[SystemSafety] Stupid Software Errors [was: Overflow......]

Steve Tockey Steve.Tockey at construx.com
Mon May 4 23:02:57 CEST 2015


PBL wrote:
"How about the following? We design a document called A Programmer's
Pledge. It has thirty or so
numbered clauses:

* I promise never to deliver SW which is subject to a data-range roll-over
phenomenon (especially
dates and times)

* I promise never to deliver software which is subject to a numerical
overflow or underflow exception

* I promise never to deliver software which reads data on which it raises
an "out of range" exception

* ..... and so on"


I propose that only one clause is necessary:

* I promise to be personally liable for all damage caused by any software
defect I produce


IMHO, that one clause would be enough to take care of everything else
combined.


-- steve





-----Original Message-----
From: Peter Bernard Ladkin <ladkin at rvs.uni-bielefeld.de>
Date: Sunday, May 3, 2015 11:41 PM
To: The System Safety List <systemsafety at techfak.uni-bielefeld.de>
Subject: [SystemSafety]  Stupid Software Errors [was: Overflow......]

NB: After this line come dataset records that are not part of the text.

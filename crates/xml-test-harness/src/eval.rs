//! Evaluation adapter: environment resolution and expression execution

use std::collections::HashMap;

use tracing::{debug, trace, warn};
use xml_engine_traits::{EvalContext, Item, Value, XPathEngine, XmlDocument};

use crate::catalog::{EnvironmentRef, TestCase, TestSet};
use crate::context::TestContext;
use crate::environment::Environment;
use crate::error::{CheckResult, ConfigError, ExecutionError};

/// Name of the variable holding the test output in comparison expressions
pub const RESULT_VARIABLE: &str = "result";

/// Find the environment a test case runs in.
///
/// A reference is looked up in the test set first, then in the catalog;
/// an inline environment is used as is. A reference that resolves nowhere
/// is a configuration error.
pub fn resolve_environment<'a, E: XPathEngine>(
    context: &TestContext<'a, E>,
) -> Result<Option<&'a Environment>, ConfigError> {
    let test_case: &'a TestCase = context.test_case;
    let test_set: &'a TestSet = context.test_set;
    let catalog_environments: &'a HashMap<String, Environment> = context.environments;
    match &test_case.environment {
        Some(EnvironmentRef::Named(reference)) => test_set
            .environments
            .get(reference)
            .or_else(|| catalog_environments.get(reference))
            .map(Some)
            .ok_or_else(|| ConfigError::UnknownEnvironment {
                reference: reference.clone(),
                test_case: test_case.name.clone(),
            }),
        Some(EnvironmentRef::Inline(environment)) => Ok(Some(environment)),
        None => Ok(None),
    }
}

/// The document a test is evaluated against: the environment's context
/// source, or `<empty/>` when there is none
pub fn context_document(environment: Option<&Environment>) -> Result<XmlDocument, ExecutionError> {
    let Some(source) = environment.and_then(|env| env.context_source.as_ref()) else {
        return Ok(XmlDocument::empty());
    };
    source
        .document
        .clone()
        .ok_or_else(|| ExecutionError::MissingContextDocument {
            path: source.file.clone(),
        })
}

fn build_eval_context(environment: Option<&Environment>) -> Result<EvalContext, ExecutionError> {
    let mut eval_context = EvalContext::new(context_document(environment)?);
    let Some(environment) = environment else {
        return Ok(eval_context);
    };

    eval_context = eval_context.with_namespaces(environment.namespaces.clone());
    for (role, source) in &environment.variable_sources {
        let Some(document) = &source.document else {
            debug!(role = %role, file = %source.file.display(), "variable source not available");
            continue;
        };
        match document.document_node() {
            Ok(node) => {
                eval_context =
                    eval_context.with_variable(role.trim_start_matches('$'), Value::Item(Item::Node(node)));
            }
            Err(e) => debug!(role = %role, error = %e, "cannot bind variable source"),
        }
    }
    Ok(eval_context)
}

/// Parse and evaluate the test expression of the current test case.
///
/// Compilation failures become [`ExecutionError::Parse`], evaluation
/// failures [`ExecutionError::Evaluate`].
pub fn run_test<E: XPathEngine>(context: &TestContext<'_, E>) -> CheckResult<Value> {
    let environment = resolve_environment(context)?;
    let eval_context = build_eval_context(environment)?;
    let test = &context.test_case.test;

    let query = context.engine.compile_xpath(test).map_err(|e| {
        warn!(test_case = %context.test_case.name, "Error parsing {}: {}", test, e);
        ExecutionError::Parse(e)
    })?;

    let value = context.engine.evaluate(&query, &eval_context).map_err(|e| {
        warn!(test_case = %context.test_case.name, "Error evaluating {}: {}", test, e);
        ExecutionError::Evaluate(e)
    })?;

    trace!("Result of evaluation: {:?}", value);
    Ok(value)
}

/// Evaluate an assertion's own expression against `<empty/>`, with
/// `$result` bound to `result` when given
pub fn evaluate_comparison<E: XPathEngine>(
    engine: &E,
    expression: &str,
    result: Option<&Value>,
) -> Result<Value, ExecutionError> {
    let mut eval_context = EvalContext::new(XmlDocument::empty());
    if let Some(result) = result {
        eval_context = eval_context.with_variable(RESULT_VARIABLE, result.clone());
    }

    let query = engine
        .compile_xpath(expression)
        .map_err(ExecutionError::Comparison)?;
    engine
        .evaluate(&query, &eval_context)
        .map_err(ExecutionError::Comparison)
}
//! XPathEngine implementation for sxd-xpath

use sxd_document::{dom, parser};
use sxd_xpath::nodeset::Nodeset;
use sxd_xpath::{Context, Factory, XPath};
use xml_engine_traits::{
    error::{Error, Result},
    value::{Atomic, Item, Value},
    xpath::{EvalContext, XPathEngine, XPathVersion},
};

use crate::tree;

/// sxd XPath 1.0 engine adapter
pub struct SxdEngine {
    factory: Factory,
}

impl SxdEngine {
    /// Create a new sxd engine
    pub fn new() -> Self {
        Self {
            factory: Factory::new(),
        }
    }
}

impl Default for SxdEngine {
    fn default() -> Self {
        Self::new()
    }
}

impl XPathEngine for SxdEngine {
    type Query = XPath;

    fn engine_name(&self) -> &'static str {
        "sxd-xpath"
    }

    fn xpath_version(&self) -> XPathVersion {
        XPathVersion::V1_0
    }

    fn compile_xpath(&self, xpath: &str) -> Result<Self::Query> {
        match self.factory.build(xpath) {
            Ok(Some(query)) => Ok(query),
            Ok(None) => Err(Error::xpath_compile("no expression to compile")),
            Err(e) => Err(Error::xpath_compile(format!("{:?}", e))),
        }
    }

    fn evaluate(&self, query: &Self::Query, context: &EvalContext) -> Result<Value> {
        // sxd keeps its own tree, so the context document is re-parsed
        let package = parser::parse(context.document.text())
            .map_err(|e| Error::xml_parse(format!("{:?}", e)))?;
        let document = package.as_document();

        let mut xpath_context = Context::new();
        for (prefix, uri) in &context.namespaces {
            xpath_context.set_namespace(prefix, uri);
        }
        for (name, value) in &context.variables {
            let bound = to_sxd_value(&document, value)?;
            xpath_context.set_variable(name.as_str(), bound);
        }

        let value = query
            .evaluate(&xpath_context, document.root())
            .map_err(|e| Error::xpath_eval(format!("{:?}", e)))?;

        Ok(from_sxd_value(value))
    }
}

fn from_sxd_value(value: sxd_xpath::Value<'_>) -> Value {
    match value {
        sxd_xpath::Value::Boolean(b) => Value::boolean(b),
        sxd_xpath::Value::Number(n) => Value::atomic(Atomic::Double(n)),
        sxd_xpath::Value::String(s) => Value::string(s),
        sxd_xpath::Value::Nodeset(nodes) => Value::Sequence(
            nodes
                .document_order()
                .into_iter()
                .map(|node| Item::Node(tree::node_info(node)))
                .collect(),
        ),
    }
}

fn to_sxd_value<'d>(document: &dom::Document<'d>, value: &Value) -> Result<sxd_xpath::Value<'d>> {
    if let Value::Item(Item::Atomic(atomic)) = value {
        return Ok(atomic_to_sxd(atomic));
    }

    let mut nodes = Nodeset::new();
    for item in value.items() {
        nodes.add(tree::materialize(document, item)?);
    }
    Ok(sxd_xpath::Value::Nodeset(nodes))
}

fn atomic_to_sxd<'d>(atomic: &Atomic) -> sxd_xpath::Value<'d> {
    match atomic {
        Atomic::Boolean(b) => sxd_xpath::Value::Boolean(*b),
        Atomic::Integer(i) => sxd_xpath::Value::Number(*i as f64),
        Atomic::Float(f) => sxd_xpath::Value::Number(f64::from(*f)),
        Atomic::Double(d) => sxd_xpath::Value::Number(*d),
        Atomic::Decimal(_) => {
            sxd_xpath::Value::Number(atomic.string_value().parse().unwrap_or(f64::NAN))
        }
        other => sxd_xpath::Value::String(other.string_value()),
    }
}
//! Shared setup for the `execute-tests` and `compare-results` binaries

pub mod logging;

-----BEGIN PGP SIGNED MESSAGE-----
Hash: SHA256

I wrote a version of the following a few days ago to a closed list.

AA has EFBs crashing on a number of flights. Apparently two copies of the
approach chart for
Reagan Washington National airport were included in after the latest
update of the EFB, and the
app wasn't able to handle having two files with almost-identical metadata
denoted as "favorites".
A colleague who flies for a major airline (not AA) which uses EFBs spoke
of some colleagues having
their EFBs crash early on Jan 1 one year - they fixed it by rolling the
date back a day.

On the Boeing 787: think of 32-bit Unix clock, and lots of examples.
There's even a Wikipedia page
http://en.wikipedia.org/wiki/Time_formatting_and_storage_bugs .

Remember Apple's go-to fail (CVE-2014-1266) from 2014: missing parsing
checks.

These are simple, known types of error. Forty years ago, it was known how
to avoid all these kinds
of problems. Twenty years ago, there were industrial-quality engineering
tools available (proper
languages and coding standards checkers) which enabled companies to avoid
such problems without
undue development costs.

I don't buy Derek Jones's or Tom Ferrell's versions of the curate's egg. I
don't see why anyone
else should, either. Are they still going to be saying "well, it depends,
it's complicated" in
another twenty years when stupid coding errors still make it through into
supposedly-dependable
software products?

Look at go-to fail. That's critical code! How come critical code such as
that is not routinely
subject to static analysis?

Look at the 787 generator code. A systematic loss of all generators is
surely a hazardous event.
That should make it 10^(-7). Oh, but I forgot. Even though correct
operation of SW contributes to
the 10^(-7), the reliability of the SW itself is not assessed. But surely
it gets to be at least
DAL B, since the result is a hazardous event? Oh, but I forgot something
else. A systematic
failure like that would be common cause, and the certification
requirements concern single
failures, not common cause failures. So that's all right then. Tom's
suggestion that it might have
been a design compromise is vitiated by the fact that the phenomenon is
subject to an
AIRWORTHINESS Directive by the FAA. (Is that sufficient emphasis?)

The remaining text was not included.